Your goal
Scan the listing and work out how many lines contain the word "pending". Nothing but the number should be given.

== Segment start ==

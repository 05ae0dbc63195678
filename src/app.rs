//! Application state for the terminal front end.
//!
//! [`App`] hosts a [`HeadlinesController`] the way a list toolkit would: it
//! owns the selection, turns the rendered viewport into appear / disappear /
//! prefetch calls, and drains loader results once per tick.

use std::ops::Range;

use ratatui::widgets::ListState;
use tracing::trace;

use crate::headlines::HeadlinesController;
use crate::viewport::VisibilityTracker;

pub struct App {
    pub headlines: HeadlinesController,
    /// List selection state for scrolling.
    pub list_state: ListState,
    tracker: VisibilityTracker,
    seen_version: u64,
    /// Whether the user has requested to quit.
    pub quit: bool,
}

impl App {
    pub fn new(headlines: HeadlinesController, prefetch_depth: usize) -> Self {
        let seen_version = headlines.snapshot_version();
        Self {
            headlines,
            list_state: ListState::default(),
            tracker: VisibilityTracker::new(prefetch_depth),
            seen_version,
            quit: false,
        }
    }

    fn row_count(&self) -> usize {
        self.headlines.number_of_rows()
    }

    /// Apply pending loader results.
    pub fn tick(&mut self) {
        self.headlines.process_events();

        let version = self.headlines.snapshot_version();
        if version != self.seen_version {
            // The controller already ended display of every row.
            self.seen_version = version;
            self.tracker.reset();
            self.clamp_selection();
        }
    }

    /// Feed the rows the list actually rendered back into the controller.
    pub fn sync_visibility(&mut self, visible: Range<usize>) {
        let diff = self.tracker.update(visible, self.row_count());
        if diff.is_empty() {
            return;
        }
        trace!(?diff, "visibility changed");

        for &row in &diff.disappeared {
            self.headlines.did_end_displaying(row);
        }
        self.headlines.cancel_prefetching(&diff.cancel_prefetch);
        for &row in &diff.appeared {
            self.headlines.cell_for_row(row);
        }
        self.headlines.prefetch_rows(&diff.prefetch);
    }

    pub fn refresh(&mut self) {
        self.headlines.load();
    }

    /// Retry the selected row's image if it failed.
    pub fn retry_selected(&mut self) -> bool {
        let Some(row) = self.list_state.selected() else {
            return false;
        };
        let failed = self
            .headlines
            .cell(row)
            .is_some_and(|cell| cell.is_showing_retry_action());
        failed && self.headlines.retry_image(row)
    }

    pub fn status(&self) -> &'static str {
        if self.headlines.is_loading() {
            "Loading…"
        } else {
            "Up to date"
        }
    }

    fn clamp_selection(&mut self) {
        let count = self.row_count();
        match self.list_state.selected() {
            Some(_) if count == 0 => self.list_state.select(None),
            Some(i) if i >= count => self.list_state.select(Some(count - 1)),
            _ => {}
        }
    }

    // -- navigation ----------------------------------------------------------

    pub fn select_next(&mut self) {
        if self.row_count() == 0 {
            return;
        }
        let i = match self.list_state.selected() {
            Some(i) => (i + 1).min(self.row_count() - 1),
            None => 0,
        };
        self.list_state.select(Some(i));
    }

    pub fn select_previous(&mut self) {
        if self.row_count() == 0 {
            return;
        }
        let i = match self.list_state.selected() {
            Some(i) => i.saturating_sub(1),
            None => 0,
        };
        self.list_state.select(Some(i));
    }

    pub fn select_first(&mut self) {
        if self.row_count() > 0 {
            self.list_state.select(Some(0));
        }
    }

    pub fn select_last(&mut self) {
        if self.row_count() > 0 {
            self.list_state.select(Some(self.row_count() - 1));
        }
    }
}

== Segment end ==
== Segment start ==

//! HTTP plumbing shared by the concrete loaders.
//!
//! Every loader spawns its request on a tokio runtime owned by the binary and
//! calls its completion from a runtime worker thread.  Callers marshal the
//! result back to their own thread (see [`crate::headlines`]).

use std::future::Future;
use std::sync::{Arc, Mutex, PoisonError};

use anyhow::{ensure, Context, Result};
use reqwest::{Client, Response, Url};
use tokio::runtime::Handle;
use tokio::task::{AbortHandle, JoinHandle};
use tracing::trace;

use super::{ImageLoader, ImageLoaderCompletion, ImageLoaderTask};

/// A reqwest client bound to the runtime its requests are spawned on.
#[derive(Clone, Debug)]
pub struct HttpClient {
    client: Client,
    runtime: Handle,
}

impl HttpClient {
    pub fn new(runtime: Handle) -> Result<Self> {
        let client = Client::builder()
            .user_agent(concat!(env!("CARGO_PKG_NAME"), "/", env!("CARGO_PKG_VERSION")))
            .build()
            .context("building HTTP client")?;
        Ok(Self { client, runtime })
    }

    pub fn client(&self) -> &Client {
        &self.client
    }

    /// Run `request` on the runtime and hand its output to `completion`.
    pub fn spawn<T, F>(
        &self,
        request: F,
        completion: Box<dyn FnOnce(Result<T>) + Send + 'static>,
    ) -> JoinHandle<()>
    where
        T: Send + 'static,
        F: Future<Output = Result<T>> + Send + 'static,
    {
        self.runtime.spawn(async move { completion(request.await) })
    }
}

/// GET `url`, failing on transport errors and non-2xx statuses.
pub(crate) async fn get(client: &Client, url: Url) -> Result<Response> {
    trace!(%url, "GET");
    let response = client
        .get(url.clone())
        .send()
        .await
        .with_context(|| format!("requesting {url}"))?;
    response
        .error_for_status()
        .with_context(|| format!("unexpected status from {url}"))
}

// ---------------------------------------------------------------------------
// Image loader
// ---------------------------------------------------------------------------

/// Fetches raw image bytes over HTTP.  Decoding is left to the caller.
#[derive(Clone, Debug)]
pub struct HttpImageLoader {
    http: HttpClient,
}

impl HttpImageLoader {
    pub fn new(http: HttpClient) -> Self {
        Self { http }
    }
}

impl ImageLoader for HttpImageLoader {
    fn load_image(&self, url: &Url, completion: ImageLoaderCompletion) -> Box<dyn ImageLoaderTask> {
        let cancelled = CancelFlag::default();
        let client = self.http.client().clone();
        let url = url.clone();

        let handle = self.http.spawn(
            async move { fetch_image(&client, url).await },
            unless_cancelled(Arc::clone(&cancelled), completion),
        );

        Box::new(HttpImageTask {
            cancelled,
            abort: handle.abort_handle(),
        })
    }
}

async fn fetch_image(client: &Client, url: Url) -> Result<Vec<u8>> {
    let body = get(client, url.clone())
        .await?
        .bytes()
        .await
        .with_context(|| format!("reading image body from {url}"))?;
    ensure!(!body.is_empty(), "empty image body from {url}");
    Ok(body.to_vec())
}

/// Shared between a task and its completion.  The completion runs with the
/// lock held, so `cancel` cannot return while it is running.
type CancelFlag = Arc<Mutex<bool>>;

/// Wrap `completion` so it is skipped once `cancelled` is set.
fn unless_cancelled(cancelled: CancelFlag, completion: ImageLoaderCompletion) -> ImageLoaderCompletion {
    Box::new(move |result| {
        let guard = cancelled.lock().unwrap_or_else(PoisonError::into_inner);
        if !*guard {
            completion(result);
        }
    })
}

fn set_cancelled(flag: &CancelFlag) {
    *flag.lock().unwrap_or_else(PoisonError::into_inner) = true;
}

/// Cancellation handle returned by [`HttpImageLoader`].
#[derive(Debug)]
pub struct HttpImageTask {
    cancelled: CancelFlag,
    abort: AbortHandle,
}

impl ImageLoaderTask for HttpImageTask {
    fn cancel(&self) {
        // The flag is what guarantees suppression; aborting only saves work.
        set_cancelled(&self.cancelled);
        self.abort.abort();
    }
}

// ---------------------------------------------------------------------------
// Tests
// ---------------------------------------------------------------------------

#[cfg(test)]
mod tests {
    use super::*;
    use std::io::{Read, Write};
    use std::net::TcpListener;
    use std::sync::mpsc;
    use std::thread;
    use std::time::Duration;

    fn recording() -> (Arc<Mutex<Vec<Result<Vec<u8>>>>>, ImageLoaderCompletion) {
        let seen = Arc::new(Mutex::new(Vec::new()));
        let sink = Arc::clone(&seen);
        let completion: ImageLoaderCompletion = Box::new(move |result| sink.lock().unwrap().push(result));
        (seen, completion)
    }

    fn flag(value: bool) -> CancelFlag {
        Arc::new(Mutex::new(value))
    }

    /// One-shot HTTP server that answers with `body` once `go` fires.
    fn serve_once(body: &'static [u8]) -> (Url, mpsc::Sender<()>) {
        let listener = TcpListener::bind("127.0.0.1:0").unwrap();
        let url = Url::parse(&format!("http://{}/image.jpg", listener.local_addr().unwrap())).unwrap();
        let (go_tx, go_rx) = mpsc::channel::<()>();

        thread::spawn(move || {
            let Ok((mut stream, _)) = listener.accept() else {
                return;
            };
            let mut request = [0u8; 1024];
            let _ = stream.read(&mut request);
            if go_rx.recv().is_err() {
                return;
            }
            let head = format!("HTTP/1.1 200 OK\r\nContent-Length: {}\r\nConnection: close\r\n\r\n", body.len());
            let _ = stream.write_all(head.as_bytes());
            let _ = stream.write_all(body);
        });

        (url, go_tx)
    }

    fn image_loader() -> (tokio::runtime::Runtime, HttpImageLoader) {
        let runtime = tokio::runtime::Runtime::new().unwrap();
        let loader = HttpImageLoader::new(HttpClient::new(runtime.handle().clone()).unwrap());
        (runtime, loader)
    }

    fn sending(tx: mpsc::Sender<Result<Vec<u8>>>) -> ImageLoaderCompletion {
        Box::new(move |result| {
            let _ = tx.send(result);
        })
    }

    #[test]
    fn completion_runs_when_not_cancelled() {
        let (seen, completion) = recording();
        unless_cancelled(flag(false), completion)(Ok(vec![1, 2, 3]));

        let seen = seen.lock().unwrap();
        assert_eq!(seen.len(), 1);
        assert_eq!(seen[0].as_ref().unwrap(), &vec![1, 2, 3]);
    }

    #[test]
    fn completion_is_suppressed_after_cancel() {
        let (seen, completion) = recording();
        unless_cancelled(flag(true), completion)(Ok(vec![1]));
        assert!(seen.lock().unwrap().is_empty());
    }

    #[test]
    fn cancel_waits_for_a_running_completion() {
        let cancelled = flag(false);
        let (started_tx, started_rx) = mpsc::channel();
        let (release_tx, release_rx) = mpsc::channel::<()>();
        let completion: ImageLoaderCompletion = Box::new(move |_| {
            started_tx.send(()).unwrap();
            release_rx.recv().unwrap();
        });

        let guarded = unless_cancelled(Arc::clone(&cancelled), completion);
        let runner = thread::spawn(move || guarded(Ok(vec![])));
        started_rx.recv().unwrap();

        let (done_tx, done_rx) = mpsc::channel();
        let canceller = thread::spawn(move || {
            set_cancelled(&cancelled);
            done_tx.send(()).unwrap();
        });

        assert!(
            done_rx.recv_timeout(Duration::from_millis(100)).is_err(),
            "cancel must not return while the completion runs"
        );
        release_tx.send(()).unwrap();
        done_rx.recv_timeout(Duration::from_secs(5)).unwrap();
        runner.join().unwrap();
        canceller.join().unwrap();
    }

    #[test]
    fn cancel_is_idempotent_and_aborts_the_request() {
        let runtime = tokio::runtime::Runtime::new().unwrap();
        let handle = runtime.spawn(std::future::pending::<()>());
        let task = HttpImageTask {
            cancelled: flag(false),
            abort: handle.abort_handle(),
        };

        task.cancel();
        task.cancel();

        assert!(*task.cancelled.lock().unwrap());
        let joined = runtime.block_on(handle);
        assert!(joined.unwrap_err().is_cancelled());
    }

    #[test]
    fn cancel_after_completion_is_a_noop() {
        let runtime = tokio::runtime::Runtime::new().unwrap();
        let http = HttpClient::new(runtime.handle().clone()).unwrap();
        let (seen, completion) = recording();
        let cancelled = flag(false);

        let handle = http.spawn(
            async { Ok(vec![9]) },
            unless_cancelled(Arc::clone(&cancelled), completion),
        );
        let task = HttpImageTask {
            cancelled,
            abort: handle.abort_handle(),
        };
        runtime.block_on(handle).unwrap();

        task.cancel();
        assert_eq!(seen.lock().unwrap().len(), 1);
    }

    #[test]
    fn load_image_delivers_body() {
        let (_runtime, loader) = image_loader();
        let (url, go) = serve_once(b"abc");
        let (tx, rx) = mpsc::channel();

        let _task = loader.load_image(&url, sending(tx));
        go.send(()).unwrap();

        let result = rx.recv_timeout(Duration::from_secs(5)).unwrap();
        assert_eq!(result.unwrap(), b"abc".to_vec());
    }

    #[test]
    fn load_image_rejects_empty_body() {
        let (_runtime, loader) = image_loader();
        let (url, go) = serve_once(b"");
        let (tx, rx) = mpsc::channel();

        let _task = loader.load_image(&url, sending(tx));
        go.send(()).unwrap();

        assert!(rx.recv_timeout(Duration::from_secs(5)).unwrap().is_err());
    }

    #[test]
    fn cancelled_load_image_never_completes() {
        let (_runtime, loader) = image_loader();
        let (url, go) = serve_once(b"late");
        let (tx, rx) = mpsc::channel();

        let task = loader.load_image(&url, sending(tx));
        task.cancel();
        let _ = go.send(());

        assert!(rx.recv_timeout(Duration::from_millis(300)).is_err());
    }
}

== Segment end ==
== Segment start ==

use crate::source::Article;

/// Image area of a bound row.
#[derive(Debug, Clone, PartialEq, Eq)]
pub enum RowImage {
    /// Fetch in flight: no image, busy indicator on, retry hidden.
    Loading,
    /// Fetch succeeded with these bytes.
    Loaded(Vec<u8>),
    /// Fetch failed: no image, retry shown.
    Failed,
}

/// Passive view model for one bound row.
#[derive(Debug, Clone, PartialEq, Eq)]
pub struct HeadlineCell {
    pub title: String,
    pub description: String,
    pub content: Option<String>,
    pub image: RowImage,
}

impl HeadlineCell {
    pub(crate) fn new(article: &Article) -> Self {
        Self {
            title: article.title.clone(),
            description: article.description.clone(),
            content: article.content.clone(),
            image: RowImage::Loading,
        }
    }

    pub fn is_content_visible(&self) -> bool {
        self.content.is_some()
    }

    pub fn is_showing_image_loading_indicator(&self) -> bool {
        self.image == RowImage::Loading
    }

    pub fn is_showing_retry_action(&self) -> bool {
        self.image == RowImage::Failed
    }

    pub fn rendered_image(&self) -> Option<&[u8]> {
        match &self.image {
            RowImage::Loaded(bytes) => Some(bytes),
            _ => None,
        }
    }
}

== Segment end ==

The completed task
2